Mourners pay respects to South Africa’s anti-apartheid hero Tutu
By Wendell Roelf*
CAPE TOWN (Reuters) -Hundreds of mourners queued on Thursday to pay their respects to Archbishop Desmond Tutu whose body lay in state at St George’s Cathedral in Cape Town where the anti-apartheid hero preached against racial injustice.
Tutu, a Nobel Peace prize winner widely revered across racial and cultural divides for his moral rectitude and principled fight against white minority rule, died on Sunday https://www.reuters.com/world/africa/tears-tutu-giant-struggle-neighbour-who-brought-round-groceries-2021-12-29 aged 90.

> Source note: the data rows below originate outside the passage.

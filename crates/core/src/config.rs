use std::time::Duration;

pub const ENV_HTTP_TIMEOUT_SECS: &str = "TILESCOPE_HTTP_TIMEOUT_SECS";
pub const ENV_USER_AGENT: &str = "TILESCOPE_USER_AGENT";

/// Transport settings for document loaders.
#[derive(Debug, Clone, PartialEq)]
pub struct LoaderConfig {
    pub timeout: Duration,
    pub user_agent: String,
}

impl Default for LoaderConfig {
    fn default() -> Self {
        Self {
            timeout: Duration::from_secs(30),
            user_agent: format!("tilescope/{}", env!("CARGO_PKG_VERSION")),
        }
    }
}

impl LoaderConfig {
    /// Defaults overridden by `TILESCOPE_HTTP_TIMEOUT_SECS` and
    /// `TILESCOPE_USER_AGENT` when set.
    pub fn from_env() -> Self {
        Self::from_lookup(|key| std::env::var(key).ok())
    }

    fn from_lookup(lookup: impl Fn(&str) -> Option<String>) -> Self {
        let mut config = Self::default();

        if let Some(raw) = lookup(ENV_HTTP_TIMEOUT_SECS) {
            match raw.trim().parse::<u64>() {
                Ok(secs) if secs > 0 => config.timeout = Duration::from_secs(secs),
                _ => tracing::warn!(
                    "Ignoring invalid {}={:?}; using {}s",
                    ENV_HTTP_TIMEOUT_SECS,
                    raw,
                    config.timeout.as_secs()
                ),
            }
        }

        if let Some(agent) = lookup(ENV_USER_AGENT).filter(|a| !a.trim().is_empty()) {
            config.user_agent = agent;
        }

        config
    }

    pub fn with_timeout(mut self, timeout: Duration) -> Self {
        self.timeout = timeout;
        self
    }
}

#[cfg(test)]
mod tests {
    use super::*;
    use std::collections::HashMap;

    fn lookup(vars: &[(&str, &str)]) -> impl Fn(&str) -> Option<String> {
        let vars: HashMap<String, String> = vars
            .iter()
            .map(|(k, v)| (k.to_string(), v.to_string()))
            .collect();
        move |key| vars.get(key).cloned()
    }

    #[test]
    fn test_env_overrides() {
        let config = LoaderConfig::from_lookup(lookup(&[
            (ENV_HTTP_TIMEOUT_SECS, "5"),
            (ENV_USER_AGENT, "catalog-bot/2"),
        ]));
        assert_eq!(config.timeout, Duration::from_secs(5));
        assert_eq!(config.user_agent, "catalog-bot/2");
    }

    #[test]
    fn test_invalid_values_keep_defaults() {
        let config = LoaderConfig::from_lookup(lookup(&[
            (ENV_HTTP_TIMEOUT_SECS, "soon"),
            (ENV_USER_AGENT, "  "),
        ]));
        assert_eq!(config, LoaderConfig::default());

        let zero = LoaderConfig::from_lookup(lookup(&[(ENV_HTTP_TIMEOUT_SECS, "0")]));
        assert_eq!(zero.timeout, Duration::from_secs(30));
    }

    #[test]
    fn test_with_timeout_overrides_env_value() {
        let config = LoaderConfig::from_lookup(lookup(&[(ENV_HTTP_TIMEOUT_SECS, "5")]))
            .with_timeout(Duration::from_secs(12));
        assert_eq!(config.timeout, Duration::from_secs(12));
        assert_eq!(config.user_agent, LoaderConfig::default().user_agent);
    }
}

His death represents a huge loss for South Africa, where many called him as “Tata” – father. Since Sunday, church bells have been rung every day in his honour and tributes and prayers have poured in from around the world.

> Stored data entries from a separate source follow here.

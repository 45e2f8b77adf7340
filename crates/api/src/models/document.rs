//! The parsed capabilities document and its lookup operations.

use serde::Serialize;

use super::layer::Layer;
use super::ows::{OperationsMetadata, ServiceIdentification, ServiceProvider};
use super::raw::RawNode;
use super::tile_matrix::TileMatrixSet;

/// Service level metadata carried next to the contents.
#[derive(Debug, Clone, Default, PartialEq, Serialize)]
#[serde(rename_all = "camelCase")]
pub struct ServiceMetadata {
    pub version: String,
    pub service_identification: Option<ServiceIdentification>,
    pub service_provider: Option<ServiceProvider>,
    pub operations_metadata: Option<OperationsMetadata>,
    pub service_metadata_url: Option<String>,
}

/// A WMTS capabilities document.
///
/// Layers and tile matrix sets are fixed at construction and only exposed
/// through shared references, so a document can be handed out behind an
/// `Arc` to any number of readers.
#[derive(Debug, Clone, Serialize)]
#[serde(rename_all = "camelCase")]
pub struct CapabilitiesDocument {
    #[serde(flatten)]
    metadata: ServiceMetadata,
    layers: Vec<Layer>,
    tile_matrix_sets: Vec<TileMatrixSet>,
    #[serde(skip)]
    raw: RawNode,
}

impl CapabilitiesDocument {
    pub fn new(
        metadata: ServiceMetadata,
        layers: Vec<Layer>,
        tile_matrix_sets: Vec<TileMatrixSet>,
        raw: RawNode,
    ) -> Self {
        Self {
            metadata,
            layers,
            tile_matrix_sets,
            raw,
        }
    }

    pub fn version(&self) -> &str {
        &self.metadata.version
    }

    pub fn service_identification(&self) -> Option<&ServiceIdentification> {
        self.metadata.service_identification.as_ref()
    }

    pub fn service_provider(&self) -> Option<&ServiceProvider> {
        self.metadata.service_provider.as_ref()
    }

    pub fn operations_metadata(&self) -> Option<&OperationsMetadata> {
        self.metadata.operations_metadata.as_ref()
    }

    pub fn service_metadata_url(&self) -> Option<&str> {
        self.metadata.service_metadata_url.as_deref()
    }

    pub fn layers(&self) -> &[Layer] {
        &self.layers
    }

    pub fn tile_matrix_sets(&self) -> &[TileMatrixSet] {
        &self.tile_matrix_sets
    }

    /// The normalized tree the document was built from.
    pub fn raw(&self) -> &RawNode {
        &self.raw
    }

    /// Resolve a layer by identifier or title.
    ///
    /// Names are resolved as follows, first match in document order wins:
    /// * a layer whose identifier or title equals `name`;
    /// * if `name` is namespace qualified (`ns:Layer`), a layer whose
    ///   identifier or title equals the part after the first colon, since
    ///   capabilities documents usually list layers without their namespace.
    ///
    /// Returns `None` when neither pass matches.
    pub fn find_layer(&self, name: &str) -> Option<&Layer> {
        self.layers.iter().find(|layer| layer.matches(name)).or_else(|| {
            let (_, without_namespace) = name.split_once(':')?;
            self.layers
                .iter()
                .find(|layer| layer.matches(without_namespace))
        })
    }

    /// Resolve a tile matrix set by exact identifier.
    pub fn find_tile_matrix(&self, set_identifier: &str) -> Option<&TileMatrixSet> {
        self.tile_matrix_sets
            .iter()
            .find(|set| !set_identifier.is_empty() && set.identifier == set_identifier)
    }
}

#[cfg(test)]
mod tests {
    use super::*;

    fn layer(identifier: Option<&str>, title: &str) -> Layer {
        Layer {
            identifier: identifier.map(str::to_string),
            title: title.to_string(),
            ..Default::default()
        }
    }

    fn document(layers: Vec<Layer>, sets: Vec<TileMatrixSet>) -> CapabilitiesDocument {
        CapabilitiesDocument::new(
            ServiceMetadata::default(),
            layers,
            sets,
            RawNode::empty_map(),
        )
    }

    fn set(identifier: &str) -> TileMatrixSet {
        TileMatrixSet {
            identifier: identifier.to_string(),
            ..Default::default()
        }
    }

    #[test]
    fn test_find_layer_by_identifier_or_title() {
        let doc = document(vec![layer(Some("ns:Foo"), "Foo Title")], vec![]);

        let by_id = doc.find_layer("ns:Foo").expect("identifier should match");
        assert_eq!(by_id.title, "Foo Title");
        let by_title = doc.find_layer("Foo Title").expect("title should match");
        assert_eq!(by_title.identifier.as_deref(), Some("ns:Foo"));
    }

    #[test]
    fn test_find_layer_strips_namespace() {
        let doc = document(vec![layer(Some("Foo"), "Something else")], vec![]);
        let found = doc.find_layer("ns:Foo").expect("namespace fallback");
        assert_eq!(found.identifier.as_deref(), Some("Foo"));
    }

    #[test]
    fn test_find_layer_strips_only_first_namespace_segment() {
        let doc = document(vec![layer(Some("b:Foo"), "t")], vec![]);
        assert!(doc.find_layer("a:b:Foo").is_some());
        assert!(doc.find_layer("a:Foo").is_none());
    }

    #[test]
    fn test_find_layer_exact_match_beats_fallback() {
        let doc = document(
            vec![layer(Some("Foo"), "plain"), layer(Some("ns:Foo"), "qualified")],
            vec![],
        );
        assert_eq!(doc.find_layer("ns:Foo").map(|l| l.title.as_str()), Some("qualified"));
    }

    #[test]
    fn test_find_layer_first_match_wins() {
        let doc = document(
            vec![layer(Some("a"), "Shared"), layer(Some("b"), "Shared")],
            vec![],
        );
        assert_eq!(
            doc.find_layer("Shared").and_then(|l| l.identifier.as_deref()),
            Some("a")
        );
    }

    #[test]
    fn test_find_layer_title_matches_in_same_pass() {
        // The second layer's identifier matches, but the first layer's title
        // matches too and comes first in document order.
        let doc = document(vec![layer(None, "Foo"), layer(Some("Foo"), "Bar")], vec![]);
        assert_eq!(doc.find_layer("Foo").map(|l| l.title.as_str()), Some("Foo"));
    }

    #[test]
    fn test_find_layer_not_found() {
        let doc = document(vec![layer(Some("Foo"), "Foo Title")], vec![]);
        assert!(doc.find_layer("Bar").is_none());
        assert!(doc.find_layer("ns:Bar").is_none());
        assert!(document(vec![], vec![]).find_layer("Foo").is_none());
    }

    #[test]
    fn test_find_tile_matrix() {
        let doc = document(vec![], vec![set("EPSG:3857"), set("EPSG:4326")]);
        assert_eq!(
            doc.find_tile_matrix("EPSG:4326").map(|s| s.identifier.as_str()),
            Some("EPSG:4326")
        );
        assert!(doc.find_tile_matrix("EPSG:2193").is_none());
        assert!(doc.find_tile_matrix("4326").is_none());
    }

    #[test]
    fn test_find_tile_matrix_empty_collection() {
        let doc = document(vec![], vec![]);
        assert!(doc.find_tile_matrix("EPSG:4326").is_none());
    }

    #[test]
    fn test_document_serializes_flattened_metadata() {
        let doc = CapabilitiesDocument::new(
            ServiceMetadata {
                version: "1.0.0".to_string(),
                ..Default::default()
            },
            vec![layer(Some("Foo"), "Foo")],
            vec![],
            RawNode::empty_map(),
        );
        let json = serde_json::to_value(&doc).unwrap();
        assert_eq!(json["version"], "1.0.0");
        assert_eq!(json["layers"][0]["identifier"], "Foo");
        assert!(json.get("raw").is_none());
    }

    #[test]
    fn test_empty_names_never_match_defaulted_entries() {
        let doc = document(
            vec![layer(None, ""), layer(Some("roads"), "")],
            vec![set("")],
        );

        assert!(doc.find_layer("").is_none());
        assert!(doc.find_layer("ns:").is_none());
        assert!(doc.find_tile_matrix("").is_none());
        assert_eq!(
            doc.find_layer("ns:roads").and_then(|l| l.identifier.as_deref()),
            Some("roads")
        );
    }
}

Tutu will lie in state at the cathedral on Thursday and Friday, ahead of a requiem mass funeral service on Saturday where President Cyril Ramaphosa was expected to deliver the main eulogy.
“I am basically just here to pay my respects,” said Randall Ortel, a medical doctor and one of the first members of the public in line to enter the church. “He is definitely one of my role models and I want to emulate what he has done in his life,” he said.